Not everything in this movie is bad, though. I must take a step back and actually praise and laud what he does so well here. Bardo is one the most visually gorgeous and meticulously cut films to get released this year. Working with cinematographer Darius Khondji, Inarritu delivers a visual experience that is striking, surreal and absolutely beautiful. Inarritu, who actually did the editing of his film, does an outstanding job of flowing and transitioning his sequences and scenes, that his work here could be a clinic for student filmmakers craving to learn technique.

It is the wriing, though, that is so muddled, sloppy, and so damn confounding at times, that if he does have something to say about his art, I still don’t know what that is. The film tells the story of fictional Mexican director Silverio Gama (Daniel Gimenez Cacho), an artist who has achieved both success and acclaim as a documentary filmmaker. Having spent much of his career based in Los Angeles with his loving wife and children, Silverio decides to return home to Mexico to reunite with old friends and family who stayed behind, in order to celebrate having been offered a very prestigous award. In this journey, the artist must confront many feelings and emotions about his life, his background, and the criticisms he has encountered as a filmmaker.

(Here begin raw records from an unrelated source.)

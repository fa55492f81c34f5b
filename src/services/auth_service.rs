use crate::models::user::User;
use crate::repositories::user_repository::UserRepository;
use crate::services::password::{hash_password, verify_password};
use once_cell::sync::Lazy;
use std::sync::Arc;

/// Verified against when the email is unknown, so a miss costs the same
/// Argon2 work as a wrong password.
static DUMMY_PASSWORD_HASH: Lazy<String> =
    Lazy::new(|| hash_password("keepalley-dummy-password").unwrap_or_default());

#[derive(Debug, thiserror::Error)]
pub enum AuthServiceError {
    #[error("Invalid credentials")]
    InvalidCredentials,
    #[error("User not found")]
    UserNotFound,
    #[error("Repository error: {0}")]
    RepositoryError(#[from] crate::repositories::RepositoryError),
}

pub struct LoginRequest {
    pub email: String,
    pub password: String,
}

pub struct AuthService {
    user_repository: Arc<dyn UserRepository>,
}

impl AuthService {
    pub fn new(user_repository: Arc<dyn UserRepository>) -> Self {
        Self { user_repository }
    }

    /// Unknown email and wrong password both come back as
    /// `InvalidCredentials` so callers cannot tell them apart.
    pub async fn authenticate(&self, request: LoginRequest) -> Result<User, AuthServiceError> {
        let user = self
            .user_repository
            .find_by_email(request.email.trim())
            .await?;

        let Some(user) = user else {
            verify_password(&request.password, &DUMMY_PASSWORD_HASH);
            return Err(AuthServiceError::InvalidCredentials);
        };

        if !verify_password(&request.password, &user.password_hash) {
            return Err(AuthServiceError::InvalidCredentials);
        }

        Ok(user)
    }

    pub async fn get_user_by_id(&self, user_id: i64) -> Result<User, AuthServiceError> {
        self.user_repository
            .find_by_id(user_id)
            .await?
            .ok_or(AuthServiceError::UserNotFound)
    }
}

#[cfg(test)]
mod tests {
    use super::*;
    use crate::repositories::user_repository::MockUserRepository;
    use crate::services::password::hash_password;
    use mockall::predicate::*;

    fn user_with_password(password: &str) -> User {
        User {
            id: 7,
            username: "neighbor".to_string(),
            email: "neighbor@example.com".to_string(),
            password_hash: hash_password(password).unwrap(),
            neighborhood: None,
            is_admin: false,
            created_at: None,
        }
    }

    #[tokio::test]
    async fn test_authenticate_invalid_email() {
        let mut mock_repo = MockUserRepository::new();

        mock_repo
            .expect_find_by_email()
            .with(eq("test@example.com"))
            .times(1)
            .returning(|_| Box::pin(async move { Ok(None) }));

        let service = AuthService::new(Arc::new(mock_repo));

        let request = LoginRequest {
            email: "test@example.com".to_string(),
            password: "password123".to_string(),
        };

        let result = service.authenticate(request).await;
        assert!(matches!(result, Err(AuthServiceError::InvalidCredentials)));
        assert!(
            Lazy::get(&DUMMY_PASSWORD_HASH).is_some(),
            "unknown email still runs a password verification"
        );
    }

    #[test]
    fn test_dummy_hash_is_a_real_argon2_hash() {
        assert!(DUMMY_PASSWORD_HASH.starts_with("$argon2"));
        assert!(argon2::password_hash::PasswordHash::new(&DUMMY_PASSWORD_HASH).is_ok());
        assert!(!verify_password("password123", &DUMMY_PASSWORD_HASH));
    }

    #[tokio::test]
    async fn test_authenticate_wrong_password() {
        let mut mock_repo = MockUserRepository::new();
        let user = user_with_password("password123");

        mock_repo
            .expect_find_by_email()
            .with(eq("neighbor@example.com"))
            .times(1)
            .returning(move |_| {
                let user = user.clone();
                Box::pin(async move { Ok(Some(user)) })
            });

        let service = AuthService::new(Arc::new(mock_repo));

        let request = LoginRequest {
            email: "neighbor@example.com".to_string(),
            password: "not-the-password".to_string(),
        };

        let result = service.authenticate(request).await;
        assert!(matches!(result, Err(AuthServiceError::InvalidCredentials)));
    }

    #[tokio::test]
    async fn test_authenticate_success() {
        let mut mock_repo = MockUserRepository::new();
        let user = user_with_password("password123");

        mock_repo
            .expect_find_by_email()
            .with(eq("neighbor@example.com"))
            .times(1)
            .returning(move |_| {
                let user = user.clone();
                Box::pin(async move { Ok(Some(user)) })
            });

        let service = AuthService::new(Arc::new(mock_repo));

        let request = LoginRequest {
            email: " neighbor@example.com ".to_string(),
            password: "password123".to_string(),
        };

        let user = service.authenticate(request).await.expect("login to succeed");
        assert_eq!(user.id, 7);
    }

    #[tokio::test]
    async fn test_get_user_by_id_not_found() {
        let mut mock_repo = MockUserRepository::new();

        mock_repo
            .expect_find_by_id()
            .with(eq(1))
            .times(1)
            .returning(|_| Box::pin(async move { Ok(None) }));

        let service = AuthService::new(Arc::new(mock_repo));

        let result = service.get_user_by_id(1).await;
        assert!(matches!(result, Err(AuthServiceError::UserNotFound)));
    }
}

The film definitely comes across as a long bizarre dream/nightmare for protagonist Silverio. In presenting this journey Inarritu pays homage/borrows/steals concepts, imagery, and beats from other filmmakers who have obviously had an impact on his work and art. There are certainly heavy shades of Fellini’s 8 1/2 and even some of the works of Bergman, particularly Wild Strawberries. The problem is that those legends of film more competently and more coherently tell their stories, and do so with haunting, amusing, and beautiful visuals.

Inarritu has the visual presentation down pat, but can’t seem to tell this story to save his life. Another complaint I have is that, in the movie, Inarritu often uses Silverio to represent himself and utilizes the character to face the critiques and challenges to his work that he has received during his career. In the film, Silverio acknowledges the criticism, but then Inarritu turns around and over-indulges in the very things that draws much ire from his critics.

Bardo is a bizarre case of artistic cannibalism and vampirism from other better artists. And this is coming from someone who actually enjoyed several of his movies. I don’t know what is going on with Alejandro Inarritu recently, but it is definitely having a very negative effect on his work and art.